▸ **Records provided**:
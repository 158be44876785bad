// Path: crates/vmcore-storage/src/page.rs
//! `Page` and `PageCache` (spec.md §4.3): the storage granule returned by
//! the page loader, and the block-lifetime map from `VarLenFullID` to
//! `Page`.

use crate::chunk::{Chunk, ChunkError};
use crate::delta::ChunkDelta;
use dashmap::DashMap;
use std::sync::Arc;
use thiserror::Error;
use tracing::{debug, warn};
use vmcore_types::digest::Hasher;
use vmcore_types::{Digest, VarLenFullID};

#[derive(Debug, Error)]
pub enum PageCacheError {
    #[error("chunk error: {0}")]
    Chunk(#[from] ChunkError),
    #[error("page loader error for {0}: {1}")]
    Loader(String, String),
    #[error("migration source page {0:?} not found")]
    MigrationSourceMissing(usize),
    #[error("migration destination page {0:?} not found")]
    MigrationDestMissing(usize),
    #[error("migrant index {0} out of range on source page")]
    MigrantIndexOutOfRange(usize),
    #[error("migration into a page whose native chunk already has migrants")]
    MigrationIntoPageWithMigrants,
}

/// The current block being validated; block loading/consensus itself is out
/// of scope (spec.md §1) — only the height is needed to version pages.
#[derive(Debug, Clone, Copy, PartialEq, Eq)]
pub struct BlockRef {
    pub height: u64,
}

/// A chunk migration entry (spec.md §4.3).
#[derive(Debug, Clone, Copy)]
pub struct MigrationInfo {
    /// `-1` (represented as `None`) moves the *native* chunk of the source
    /// page; `Some(i)` extracts migrant `i` from the source page instead.
    pub chunk_index: Option<usize>,
    pub from_index: usize,
    pub to_index: usize,
}

/// The external page loader collaborator (spec.md §6.2). Persistent page
/// storage and the PV-DB wire protocol are out of scope; this crate only
/// consumes the trait.
pub trait PageLoader: Send + Sync {
    fn set_current_block(&mut self, block: BlockRef);
    /// Issues fetches to the remote PV-DB if needed.
    fn prepare_page(&self, id: &VarLenFullID, page: &Page) -> Result<(), String>;
    /// Synchronously brings `page` from its current version up to
    /// `previous_block.height`.
    fn update_page(&self, id: &VarLenFullID, page: &mut Page) -> Result<(), String>;
}

/// One native chunk plus zero or more migrants (spec.md §3, §4.3).
#[derive(Debug, Clone)]
pub struct Page {
    pub native_id: VarLenFullID,
    pub native: Arc<Chunk>,
    pub migrants: Vec<(VarLenFullID, Arc<Chunk>)>,
    /// The block number this page's contents are valid as of.
    pub version: u64,
    pub writable: bool,
}

impl Page {
    pub fn new_empty(native_id: VarLenFullID, capacity: usize, version: u64, writable: bool) -> Result<Self, ChunkError> {
        Ok(Self {
            native_id,
            native: Arc::new(Chunk::new(capacity, writable)?),
            migrants: Vec::new(),
            version,
            writable,
        })
    }

    /// Every `(VarLenFullID, &Chunk)` pair contained in the page, native
    /// first then migrants in order — the order a combined delta and the
    /// rolling digest both iterate in.
    pub fn chunks(&self) -> impl Iterator<Item = (&VarLenFullID, &Arc<Chunk>)> {
        std::iter::once((&self.native_id, &self.native)).chain(self.migrants.iter().map(|(id, c)| (id, c)))
    }

    /// A rolling digest of every contained chunk keyed by its
    /// `VarLenFullID`, used both to validate a combined delta and to
    /// aggregate page digests (spec.md §4.3).
    pub fn calculate_digest(&self) -> Digest {
        let mut hasher = Hasher::new();
        for (id, chunk) in self.chunks() {
            hasher.update(id.as_bytes());
            hasher.update(chunk.calculate_digest().as_bytes());
        }
        hasher.finish()
    }

    /// Applies one combined delta over every chunk in the page, validated
    /// by the rolling digest (spec.md §4.3). `deltas` pairs each chunk
    /// (matched by `VarLenFullID`) with its parsed per-chunk delta. Each
    /// delta's `size_xor` is resolved against that chunk's size *before*
    /// this delta, exactly as `Chunk::apply_delta` does (spec.md §6.4;
    /// `examples/original_source/src/heap/Chunk.cpp`'s
    /// `applyDeltaReversible`) — it is not a literal absolute size.
    pub fn apply_combined_delta(
        &self,
        expected_digest: Digest,
        deltas: &[(VarLenFullID, ChunkDelta)],
    ) -> Result<(), PageCacheError> {
        let mut old_sizes = Vec::with_capacity(deltas.len());
        for (id, delta) in deltas {
            let chunk = if *id == self.native_id {
                &self.native
            } else if let Some((_, c)) = self.migrants.iter().find(|(mid, _)| mid == id) {
                c
            } else {
                old_sizes.push(None);
                continue;
            };
            let old_size = chunk.size();
            old_sizes.push(Some(old_size));
            // Individual chunks don't carry their own expected digest here;
            // the page-level rolling digest is the source of truth, so we
            // apply unconditionally and verify once, at the page level.
            for op in &delta.ops {
                chunk.xor_at(op.offset, &op.xor_bytes)?;
            }
            chunk.set_size(old_size ^ delta.size_xor)?;
        }

        if self.calculate_digest() == expected_digest {
            return Ok(());
        }

        // Revert every chunk (XOR self-inverse) and restore its pre-delta
        // size since the combined digest didn't match.
        for ((id, delta), old_size) in deltas.iter().zip(old_sizes) {
            let chunk = if *id == self.native_id {
                &self.native
            } else if let Some((_, c)) = self.migrants.iter().find(|(mid, _)| mid == id) {
                c
            } else {
                continue;
            };
            for op in &delta.ops {
                chunk.xor_at(op.offset, &op.xor_bytes)?;
            }
            if let Some(old_size) = old_size {
                chunk.set_size(old_size)?;
            }
            chunk.shrink();
        }
        Err(PageCacheError::Chunk(ChunkError::InvalidDelta))
    }
}

/// The block-lifetime map from `VarLenFullID` to `Page` (spec.md §4.3).
#[derive(Default)]
pub struct PageCache {
    pages: DashMap<VarLenFullID, Page>,
}

impl PageCache {
    pub fn new() -> Self {
        Self { pages: DashMap::new() }
    }

    pub fn get(&self, id: &VarLenFullID) -> Option<Page> {
        self.pages.get(id).map(|p| p.clone())
    }

    /// Inserts empty pages for unknown IDs (version = `block.height`), marks
    /// each with its session writable flag, brings every page up to the
    /// previous block height via `loader`, then performs chunk migrations
    /// (spec.md §4.3).
    pub fn prepare_pages(
        &self,
        block: BlockRef,
        previous_block: BlockRef,
        ids: &[VarLenFullID],
        writable: bool,
        migrations: &[MigrationInfo],
        loader: &dyn PageLoader,
        default_capacity: usize,
    ) -> Result<Vec<VarLenFullID>, PageCacheError> {
        for id in ids {
            if !self.pages.contains_key(id) {
                let page = Page::new_empty(id.clone(), default_capacity, block.height, writable)
                    .map_err(PageCacheError::Chunk)?;
                self.pages.insert(id.clone(), page);
            }
            if let Some(mut entry) = self.pages.get_mut(id) {
                entry.writable = writable;
            }
            let Some(snapshot) = self.pages.get(id).map(|p| p.clone()) else {
                warn!(?id, "page vanished between insert and prepare; skipping");
                continue;
            };
            loader
                .prepare_page(id, &snapshot)
                .map_err(|e| PageCacheError::Loader(format!("{id:?}"), e))?;
        }

        for id in ids {
            if let Some(mut entry) = self.pages.get_mut(id) {
                if entry.version < previous_block.height {
                    loader
                        .update_page(id, &mut entry)
                        .map_err(|e| PageCacheError::Loader(format!("{id:?}"), e))?;
                    entry.version = previous_block.height;
                }
            }
        }

        self.apply_migrations(ids, migrations)?;
        debug!(count = ids.len(), "prepared pages for block");
        Ok(ids.to_vec())
    }

    fn apply_migrations(&self, session_ids: &[VarLenFullID], migrations: &[MigrationInfo]) -> Result<(), PageCacheError> {
        for m in migrations {
            let from_id = session_ids
                .get(m.from_index)
                .ok_or(PageCacheError::MigrationSourceMissing(m.from_index))?
                .clone();
            let to_id = session_ids
                .get(m.to_index)
                .ok_or(PageCacheError::MigrationDestMissing(m.to_index))?
                .clone();

            let (moved_id, moved_chunk) = {
                let mut from_page = self
                    .pages
                    .get_mut(&from_id)
                    .ok_or(PageCacheError::MigrationSourceMissing(m.from_index))?;
                match m.chunk_index {
                    None => {
                        if !from_page.migrants.is_empty() {
                            return Err(PageCacheError::MigrationIntoPageWithMigrants);
                        }
                        let moved = (from_page.native_id.clone(), from_page.native.clone());
                        // The native chunk is replaced by an empty placeholder;
                        // the page itself stays addressable by its own id.
                        from_page.native = Arc::new(Chunk::new(0, from_page.writable)?);
                        moved
                    }
                    Some(idx) => {
                        if idx >= from_page.migrants.len() {
                            return Err(PageCacheError::MigrantIndexOutOfRange(idx));
                        }
                        from_page.migrants.remove(idx)
                    }
                }
            };

            let mut to_page = self
                .pages
                .get_mut(&to_id)
                .ok_or(PageCacheError::MigrationDestMissing(m.to_index))?;
            if m.chunk_index.is_none() && !to_page.migrants.is_empty() {
                warn!(?to_id, "migrating native chunk into a page that already has migrants");
            }
            to_page.migrants.push((moved_id, moved_chunk));
        }
        Ok(())
    }

    /// Finalizes the block's writes. The modified pages are already mutated
    /// in place; this only marks them committed (no-op placeholder for the
    /// persistence layer, which is out of scope).
    pub fn commit(&self, _modified_pages: &[VarLenFullID]) {}

    /// Evicts modified pages so they are re-fetched next time (spec.md
    /// §4.3).
    pub fn rollback(&self, writable_pages: &[VarLenFullID]) {
        for id in writable_pages {
            self.pages.remove(id);
        }
    }
}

▸ **What to produce**:
Which lines of the entries above contain the string "lifetime"? Copy each one.

▸ **Solution**:
//! the page loader, and the block-lifetime map from `VarLenFullID` to
/// The block-lifetime map from `VarLenFullID` to `Page` (spec.md §4.3).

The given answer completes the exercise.